Provided data
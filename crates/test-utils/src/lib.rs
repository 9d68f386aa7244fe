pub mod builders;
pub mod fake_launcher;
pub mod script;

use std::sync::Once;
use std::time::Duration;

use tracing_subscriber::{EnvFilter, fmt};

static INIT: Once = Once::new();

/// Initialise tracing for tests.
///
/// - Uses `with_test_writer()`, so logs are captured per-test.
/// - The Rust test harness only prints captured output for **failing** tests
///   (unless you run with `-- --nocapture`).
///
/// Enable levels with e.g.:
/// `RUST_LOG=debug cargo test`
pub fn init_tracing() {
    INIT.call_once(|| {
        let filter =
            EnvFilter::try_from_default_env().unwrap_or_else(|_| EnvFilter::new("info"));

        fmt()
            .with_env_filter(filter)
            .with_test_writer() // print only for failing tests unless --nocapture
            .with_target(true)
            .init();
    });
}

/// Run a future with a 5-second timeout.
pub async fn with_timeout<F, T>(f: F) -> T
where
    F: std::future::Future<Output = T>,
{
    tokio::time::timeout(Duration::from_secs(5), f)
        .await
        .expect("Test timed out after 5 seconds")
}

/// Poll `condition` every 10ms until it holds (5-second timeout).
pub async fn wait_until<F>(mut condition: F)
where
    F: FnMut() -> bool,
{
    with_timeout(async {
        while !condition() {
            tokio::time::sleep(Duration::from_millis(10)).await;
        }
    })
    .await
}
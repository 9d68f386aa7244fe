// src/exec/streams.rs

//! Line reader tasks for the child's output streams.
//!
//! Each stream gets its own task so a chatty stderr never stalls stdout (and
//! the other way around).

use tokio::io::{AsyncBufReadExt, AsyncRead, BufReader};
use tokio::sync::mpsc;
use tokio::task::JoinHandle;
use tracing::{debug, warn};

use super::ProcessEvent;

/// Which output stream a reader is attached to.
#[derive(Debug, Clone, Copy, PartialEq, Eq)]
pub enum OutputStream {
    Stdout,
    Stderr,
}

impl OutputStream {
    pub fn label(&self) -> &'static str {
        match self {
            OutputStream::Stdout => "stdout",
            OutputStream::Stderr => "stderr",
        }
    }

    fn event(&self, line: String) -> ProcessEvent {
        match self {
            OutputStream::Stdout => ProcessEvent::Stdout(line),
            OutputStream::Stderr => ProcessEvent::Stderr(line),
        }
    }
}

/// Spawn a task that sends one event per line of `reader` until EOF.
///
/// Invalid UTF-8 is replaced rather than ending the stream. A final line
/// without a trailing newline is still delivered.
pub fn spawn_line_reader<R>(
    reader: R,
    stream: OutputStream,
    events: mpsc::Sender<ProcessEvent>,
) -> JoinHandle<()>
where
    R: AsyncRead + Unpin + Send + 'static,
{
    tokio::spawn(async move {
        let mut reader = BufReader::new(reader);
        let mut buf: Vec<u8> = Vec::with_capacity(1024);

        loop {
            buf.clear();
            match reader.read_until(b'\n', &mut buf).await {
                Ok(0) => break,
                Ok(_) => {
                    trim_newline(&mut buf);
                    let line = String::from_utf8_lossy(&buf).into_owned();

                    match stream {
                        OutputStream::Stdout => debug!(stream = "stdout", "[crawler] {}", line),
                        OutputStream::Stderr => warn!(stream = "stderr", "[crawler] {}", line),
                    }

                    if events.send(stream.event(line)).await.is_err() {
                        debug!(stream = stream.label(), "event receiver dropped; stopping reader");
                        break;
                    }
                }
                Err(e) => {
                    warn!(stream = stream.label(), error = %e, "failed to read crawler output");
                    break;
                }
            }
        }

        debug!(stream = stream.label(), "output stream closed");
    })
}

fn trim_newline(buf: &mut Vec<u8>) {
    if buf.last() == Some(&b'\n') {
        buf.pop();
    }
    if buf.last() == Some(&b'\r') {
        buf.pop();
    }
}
* * *
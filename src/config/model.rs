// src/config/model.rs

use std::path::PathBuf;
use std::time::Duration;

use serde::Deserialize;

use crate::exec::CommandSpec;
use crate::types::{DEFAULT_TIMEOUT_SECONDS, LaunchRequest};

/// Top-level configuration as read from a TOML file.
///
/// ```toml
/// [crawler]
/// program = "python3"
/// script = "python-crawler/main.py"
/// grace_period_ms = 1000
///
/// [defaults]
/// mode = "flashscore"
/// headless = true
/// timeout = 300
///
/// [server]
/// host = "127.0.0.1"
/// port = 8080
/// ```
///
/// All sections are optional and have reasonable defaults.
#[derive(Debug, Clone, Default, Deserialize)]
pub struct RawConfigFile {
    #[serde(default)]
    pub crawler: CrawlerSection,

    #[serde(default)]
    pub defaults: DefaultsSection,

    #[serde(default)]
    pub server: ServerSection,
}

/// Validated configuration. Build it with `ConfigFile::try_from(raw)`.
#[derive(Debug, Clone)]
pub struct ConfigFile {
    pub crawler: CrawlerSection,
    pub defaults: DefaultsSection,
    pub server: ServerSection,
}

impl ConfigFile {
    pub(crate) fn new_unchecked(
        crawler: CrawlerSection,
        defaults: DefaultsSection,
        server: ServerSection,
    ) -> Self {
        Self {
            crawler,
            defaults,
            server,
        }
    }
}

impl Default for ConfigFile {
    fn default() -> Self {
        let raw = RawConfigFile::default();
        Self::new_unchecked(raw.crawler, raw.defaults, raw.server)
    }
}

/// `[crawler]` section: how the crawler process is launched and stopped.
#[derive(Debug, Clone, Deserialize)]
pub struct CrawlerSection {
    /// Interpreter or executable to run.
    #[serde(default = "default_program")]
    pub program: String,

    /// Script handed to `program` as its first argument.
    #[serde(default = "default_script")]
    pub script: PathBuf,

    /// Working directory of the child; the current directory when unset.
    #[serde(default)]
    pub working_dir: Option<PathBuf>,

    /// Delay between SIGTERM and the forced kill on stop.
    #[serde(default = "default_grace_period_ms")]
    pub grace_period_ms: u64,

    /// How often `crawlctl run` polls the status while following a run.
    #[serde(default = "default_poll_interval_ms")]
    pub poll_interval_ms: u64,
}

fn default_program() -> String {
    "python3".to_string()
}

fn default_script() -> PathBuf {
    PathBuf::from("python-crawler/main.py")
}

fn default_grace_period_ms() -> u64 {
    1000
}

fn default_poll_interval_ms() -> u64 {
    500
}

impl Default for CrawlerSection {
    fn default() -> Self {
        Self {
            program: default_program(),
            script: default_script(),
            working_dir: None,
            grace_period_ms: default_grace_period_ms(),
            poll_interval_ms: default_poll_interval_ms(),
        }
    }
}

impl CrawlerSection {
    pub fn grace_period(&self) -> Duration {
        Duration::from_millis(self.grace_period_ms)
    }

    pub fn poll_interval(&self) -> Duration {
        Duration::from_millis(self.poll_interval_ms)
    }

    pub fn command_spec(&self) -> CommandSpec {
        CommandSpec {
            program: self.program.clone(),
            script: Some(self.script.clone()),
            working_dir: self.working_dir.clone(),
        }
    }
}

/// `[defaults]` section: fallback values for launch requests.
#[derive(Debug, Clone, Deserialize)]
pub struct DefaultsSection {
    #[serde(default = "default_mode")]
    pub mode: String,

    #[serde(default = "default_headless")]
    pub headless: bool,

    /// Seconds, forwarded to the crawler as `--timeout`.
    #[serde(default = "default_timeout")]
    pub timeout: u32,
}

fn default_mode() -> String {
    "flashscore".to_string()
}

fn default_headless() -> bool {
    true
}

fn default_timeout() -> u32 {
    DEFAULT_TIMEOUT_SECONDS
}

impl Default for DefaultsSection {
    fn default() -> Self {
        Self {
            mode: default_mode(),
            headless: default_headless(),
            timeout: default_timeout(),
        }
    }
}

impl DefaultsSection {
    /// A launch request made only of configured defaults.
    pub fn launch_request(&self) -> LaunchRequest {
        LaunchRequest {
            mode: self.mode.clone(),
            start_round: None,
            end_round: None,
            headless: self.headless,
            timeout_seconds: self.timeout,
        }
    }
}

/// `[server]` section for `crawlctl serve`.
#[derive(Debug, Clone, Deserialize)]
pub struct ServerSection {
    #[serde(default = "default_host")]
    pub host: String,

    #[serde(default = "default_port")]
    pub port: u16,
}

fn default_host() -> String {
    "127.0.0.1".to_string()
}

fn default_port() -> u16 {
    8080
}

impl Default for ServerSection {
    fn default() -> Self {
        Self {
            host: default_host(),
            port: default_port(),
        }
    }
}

About this task
Filter the entries down to the lines with the word "await" in them.

Expected answer
        .await
            tokio::time::sleep(Duration::from_millis(10)).await;
    .await
            match reader.read_until(b'\n', &mut buf).await {
                    if events.send(stream.event(line)).await.is_err() {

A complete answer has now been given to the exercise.